Dear Salima
Bone as fuel is mentioned by the swedish archbishop Olaus Magnus in his monumental work on the life of the nordic peolples, Historia de Gentibus Septentrionalibus printed in Rome 1555. In the twentyfirst book, chapter twenty he describes how people in the far north (i.e.north of Trondheim in western Norway), where the climate and stormy winds stopped trees from growing there, used bones from whales and dried fish heads as a substitute for wood in their fires. (Fish in OM:s vocabulary can mean smaller whales, seals as well as proper fish.) In a commentary to the text edition in swedish John Granlund writes that fresh whale bones combined with dried peat/turf were used as fuel still in the beginning of the 20th century in the Faroe Islands (Annandale 1905 p. 36 ff). Graham Clark (1947 p. 99 ff) says that this use had parallels among palaeolithic mammoth hunters.

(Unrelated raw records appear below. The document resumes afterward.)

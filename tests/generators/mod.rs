//! Synthetic catalog data generators.
//!
//! Builds dataset documents of arbitrary size with a predictable shape so
//! tests can reason about expected counts without hand-writing fixtures.

#![allow(dead_code)]

use std::path::{Path, PathBuf};

use datahub_catalog::model::DatasetRecord;
use serde_json::{json, Map, Value};

/// Shape of a generated literal-hierarchy dataset.
#[derive(Debug, Clone)]
pub struct CatalogConfig {
    /// Number of top-level categories.
    pub categories: usize,
    /// Subcategories under each category.
    pub subcategories: usize,
    /// Records under each subcategory.
    pub records_per_leaf: usize,
    /// Every n-th record is emitted a second time with the same id.
    pub duplicate_every: Option<usize>,
}

impl Default for CatalogConfig {
    fn default() -> Self {
        Self {
            categories: 3,
            subcategories: 2,
            records_per_leaf: 4,
            duplicate_every: None,
        }
    }
}

impl CatalogConfig {
    /// A handful of records.
    pub fn minimal() -> Self {
        Self {
            categories: 1,
            subcategories: 1,
            records_per_leaf: 3,
            duplicate_every: None,
        }
    }

    /// Enough records to span many pages.
    pub fn large() -> Self {
        Self {
            categories: 10,
            subcategories: 10,
            records_per_leaf: 20,
            duplicate_every: Some(7),
        }
    }

    /// Number of unique records this config produces.
    pub fn unique_records(&self) -> usize {
        self.categories * self.subcategories * self.records_per_leaf
    }
}

/// Category label for an index.
pub fn category_label(index: usize) -> String {
    format!("Category {index}")
}

/// Subcategory label for an index.
pub fn subcategory_label(index: usize) -> String {
    format!("Sub {index}")
}

/// Generate the records, including configured duplicates.
pub fn generate_records(config: &CatalogConfig) -> Vec<DatasetRecord> {
    let mut records = Vec::new();
    let mut serial = 0usize;

    for c in 0..config.categories {
        for s in 0..config.subcategories {
            for r in 0..config.records_per_leaf {
                serial += 1;
                let subset = if r % 2 == 0 { "Even" } else { "Odd" };
                let record = DatasetRecord::new(
                    format!("GEN.{c}.{s}.{r}"),
                    format!("Generated series {serial}"),
                    category_label(c),
                    subcategory_label(s),
                    subset,
                );
                records.push(record.clone());

                if config
                    .duplicate_every
                    .is_some_and(|every| every > 0 && serial % every == 0)
                {
                    let mut duplicate = record;
                    duplicate.title = format!("Duplicate of {serial}");
                    records.push(duplicate);
                }
            }
        }
    }

    records
}

/// Generate a complete dataset document.
pub fn generate_document(config: &CatalogConfig) -> Value {
    let mut categories = Map::new();
    for c in 0..config.categories {
        let mut subs = Map::new();
        for s in 0..config.subcategories {
            subs.insert(subcategory_label(s), json!({"Even": {}, "Odd": {}}));
        }
        categories.insert(category_label(c), Value::Object(subs));
    }

    json!({
        "frequent": generate_records(config),
        "categories": categories,
    })
}

/// Write a generated document to `dir/name`.
pub fn write_document(dir: &Path, name: &str, config: &CatalogConfig) -> PathBuf {
    let path = dir.join(name);
    let content = serde_json::to_string_pretty(&generate_document(config))
        .expect("generated document serializes");
    std::fs::write(&path, content).expect("write generated document");
    path
}

#[cfg(test)]
mod tests {
    use super::*;

    #[test]
    fn test_generate_minimal() {
        let records = generate_records(&CatalogConfig::minimal());
        assert_eq!(records.len(), 3);
    }

    #[test]
    fn test_duplicates_added() {
        let config = CatalogConfig::large();
        let records = generate_records(&config);
        assert_eq!(records.len(), config.unique_records() + config.unique_records() / 7);
    }
}
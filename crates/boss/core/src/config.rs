use glam::Vec3;

use crate::ability::AbilityId;
use crate::error::ConfigError;

/// Boss tuning constants and tunable parameters.
///
/// Every field has a default so authored TOML only needs to list overrides.
/// Distances are in world units, durations in seconds, percentages in 0-100.
#[derive(Clone, Debug, PartialEq)]
#[cfg_attr(feature = "serde", derive(serde::Serialize, serde::Deserialize))]
#[cfg_attr(feature = "serde", serde(default))]
pub struct BossConfig {
    pub max_health: f32,
    /// Radius in which a valid target pulls the boss into combat.
    /// Combat ends once the target is farther than `1.5 * aggro_range`.
    pub aggro_range: f32,
    pub decision_interval: f32,
    /// Chance per decision that ability candidates are evaluated at all.
    pub ability_use_probability: f32,
    /// Chance per decision that a cover candidate is evaluated.
    pub seek_cover_probability: f32,
    /// Health percent under which the boss considers seeking cover.
    pub low_health_threshold: f32,
    pub cover_search_radius: f32,
    pub attack_range: f32,
    pub min_distance_to_player: f32,
    pub max_distance_to_player: f32,
    pub move_speed: f32,
    pub transition_duration: f32,
    pub global_cooldown: f32,
    /// Delay between death and the `Defeated` event.
    pub defeat_delay: f32,
    /// Lost-target time before the boss moves to the last known position.
    pub lost_target_grace: f32,
    /// Lost-target time after which the boss gives up and patrols.
    pub patrol_after_lost: f32,
    /// Fraction of max health a single hit must exceed to enrage the boss.
    pub enrage_fraction: f32,
    pub attack_windup: f32,
    pub attack_recovery: f32,
    pub cover_dwell: f32,
    /// Upper bound on how long a use-ability action waits for the pipeline.
    pub ability_action_timeout: f32,
    /// Queued ability requests older than this are discarded.
    pub queued_request_timeout: f32,
    /// Ability requested by the attack action.
    pub basic_attack: AbilityId,
    pub seed: u64,
    pub patrol_points: Vec<Vec3>,
}

impl BossConfig {
    // ===== compile-time constants used as type parameters =====
    /// Maximum abilities a single phase may expose to the decision engine.
    pub const MAX_PHASE_ABILITIES: usize = 16;
    /// Attack, move and cover plus one candidate per phase ability.
    pub const MAX_CANDIDATES: usize = Self::MAX_PHASE_ABILITIES + 3;

    // ===== runtime-tunable defaults =====
    pub const DEFAULT_MAX_HEALTH: f32 = 10_000.0;
    pub const DEFAULT_AGGRO_RANGE: f32 = 20.0;
    pub const DEFAULT_DECISION_INTERVAL: f32 = 1.0;
    pub const DEFAULT_ABILITY_USE_PROBABILITY: f32 = 0.7;
    pub const DEFAULT_SEEK_COVER_PROBABILITY: f32 = 0.3;
    pub const DEFAULT_LOW_HEALTH_THRESHOLD: f32 = 30.0;
    pub const DEFAULT_COVER_SEARCH_RADIUS: f32 = 15.0;
    pub const DEFAULT_ATTACK_RANGE: f32 = 3.0;
    pub const DEFAULT_MIN_DISTANCE_TO_PLAYER: f32 = 2.0;
    pub const DEFAULT_MAX_DISTANCE_TO_PLAYER: f32 = 10.0;
    pub const DEFAULT_MOVE_SPEED: f32 = 5.0;
    pub const DEFAULT_TRANSITION_DURATION: f32 = 3.0;
    pub const DEFAULT_GLOBAL_COOLDOWN: f32 = 1.0;
    pub const DEFAULT_DEFEAT_DELAY: f32 = 3.0;
    pub const DEFAULT_LOST_TARGET_GRACE: f32 = 1.0;
    pub const DEFAULT_PATROL_AFTER_LOST: f32 = 5.0;
    pub const DEFAULT_ENRAGE_FRACTION: f32 = 0.1;
    pub const DEFAULT_ATTACK_WINDUP: f32 = 0.5;
    pub const DEFAULT_ATTACK_RECOVERY: f32 = 1.0;
    pub const DEFAULT_COVER_DWELL: f32 = 3.0;
    pub const DEFAULT_ABILITY_ACTION_TIMEOUT: f32 = 10.0;
    pub const DEFAULT_QUEUED_REQUEST_TIMEOUT: f32 = 5.0;
    pub const DEFAULT_BASIC_ATTACK: &'static str = "BasicAttack";

    pub fn new() -> Self {
        Self {
            max_health: Self::DEFAULT_MAX_HEALTH,
            aggro_range: Self::DEFAULT_AGGRO_RANGE,
            decision_interval: Self::DEFAULT_DECISION_INTERVAL,
            ability_use_probability: Self::DEFAULT_ABILITY_USE_PROBABILITY,
            seek_cover_probability: Self::DEFAULT_SEEK_COVER_PROBABILITY,
            low_health_threshold: Self::DEFAULT_LOW_HEALTH_THRESHOLD,
            cover_search_radius: Self::DEFAULT_COVER_SEARCH_RADIUS,
            attack_range: Self::DEFAULT_ATTACK_RANGE,
            min_distance_to_player: Self::DEFAULT_MIN_DISTANCE_TO_PLAYER,
            max_distance_to_player: Self::DEFAULT_MAX_DISTANCE_TO_PLAYER,
            move_speed: Self::DEFAULT_MOVE_SPEED,
            transition_duration: Self::DEFAULT_TRANSITION_DURATION,
            global_cooldown: Self::DEFAULT_GLOBAL_COOLDOWN,
            defeat_delay: Self::DEFAULT_DEFEAT_DELAY,
            lost_target_grace: Self::DEFAULT_LOST_TARGET_GRACE,
            patrol_after_lost: Self::DEFAULT_PATROL_AFTER_LOST,
            enrage_fraction: Self::DEFAULT_ENRAGE_FRACTION,
            attack_windup: Self::DEFAULT_ATTACK_WINDUP,
            attack_recovery: Self::DEFAULT_ATTACK_RECOVERY,
            cover_dwell: Self::DEFAULT_COVER_DWELL,
            ability_action_timeout: Self::DEFAULT_ABILITY_ACTION_TIMEOUT,
            queued_request_timeout: Self::DEFAULT_QUEUED_REQUEST_TIMEOUT,
            basic_attack: AbilityId::from(Self::DEFAULT_BASIC_ATTACK),
            seed: 0,
            patrol_points: Vec::new(),
        }
    }

    pub fn with_max_health(mut self, max_health: f32) -> Self {
        self.max_health = max_health;
        self
    }

    pub fn with_seed(mut self, seed: u64) -> Self {
        self.seed = seed;
        self
    }

    /// Checks every tunable. Run once at load; the engine trusts the values afterwards.
    pub fn validate(&self) -> Result<(), ConfigError> {
        if !(self.max_health.is_finite() && self.max_health > 0.0) {
            return Err(ConfigError::InvalidMaxHealth(self.max_health));
        }

        let positive = [
            ("aggro_range", self.aggro_range),
            ("decision_interval", self.decision_interval),
            ("move_speed", self.move_speed),
            ("max_distance_to_player", self.max_distance_to_player),
        ];
        for (field, value) in positive {
            if !(value.is_finite() && value > 0.0) {
                return Err(ConfigError::InvalidTuning { field, value });
            }
        }

        let non_negative = [
            ("cover_search_radius", self.cover_search_radius),
            ("attack_range", self.attack_range),
            ("min_distance_to_player", self.min_distance_to_player),
            ("transition_duration", self.transition_duration),
            ("global_cooldown", self.global_cooldown),
            ("defeat_delay", self.defeat_delay),
            ("lost_target_grace", self.lost_target_grace),
            ("patrol_after_lost", self.patrol_after_lost),
            ("enrage_fraction", self.enrage_fraction),
            ("attack_windup", self.attack_windup),
            ("attack_recovery", self.attack_recovery),
            ("cover_dwell", self.cover_dwell),
            ("ability_action_timeout", self.ability_action_timeout),
            ("queued_request_timeout", self.queued_request_timeout),
        ];
        for (field, value) in non_negative {
            if !(value.is_finite() && value >= 0.0) {
                return Err(ConfigError::InvalidTuning { field, value });
            }
        }

        let probabilities = [
            ("ability_use_probability", self.ability_use_probability),
            ("seek_cover_probability", self.seek_cover_probability),
        ];
        for (field, value) in probabilities {
            if !(0.0..=1.0).contains(&value) {
                return Err(ConfigError::InvalidTuning { field, value });
            }
        }

        if !(0.0..=100.0).contains(&self.low_health_threshold) {
            return Err(ConfigError::InvalidTuning {
                field: "low_health_threshold",
                value: self.low_health_threshold,
            });
        }

        if self.min_distance_to_player > self.max_distance_to_player {
            return Err(ConfigError::InvalidTuning {
                field: "min_distance_to_player",
                value: self.min_distance_to_player,
            });
        }

        Ok(())
    }
}

impl Default for BossConfig {
    fn default() -> Self {
        Self::new()
    }
}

(Historia de Gentibus Septentrionalibus was a monumental work by Olaus Magnus on the Nordic countries, printed in Rome 1555.[1] It was a work which long remained for the rest of Europe the authority on Swedish matters. Its popularity increased by the numerous woodcuts of people and their customs, amazing the rest of Europe. It is still today a valuable repertory of much curious information in regard to Scandinavian customs and folklore.
It was translated into Italian (1565), German (1567), English (1658) and Dutch (1665). Abridgments of the work appeared also at Antwerp (1558 and 1562), Paris (1561), Basel (1567), Amsterdam (1586), Frankfurt (1618) and Leiden (1652). (https://en.wikipedia.org/wiki/A_Description_of_the_Northern_Peoples)
Annandale, N., 1905. The Faroes and Iceland. Oxford.
Clark, J.G.D, 1947. Whales as an economic factor in prehistoric Europe. Antiquity XXI).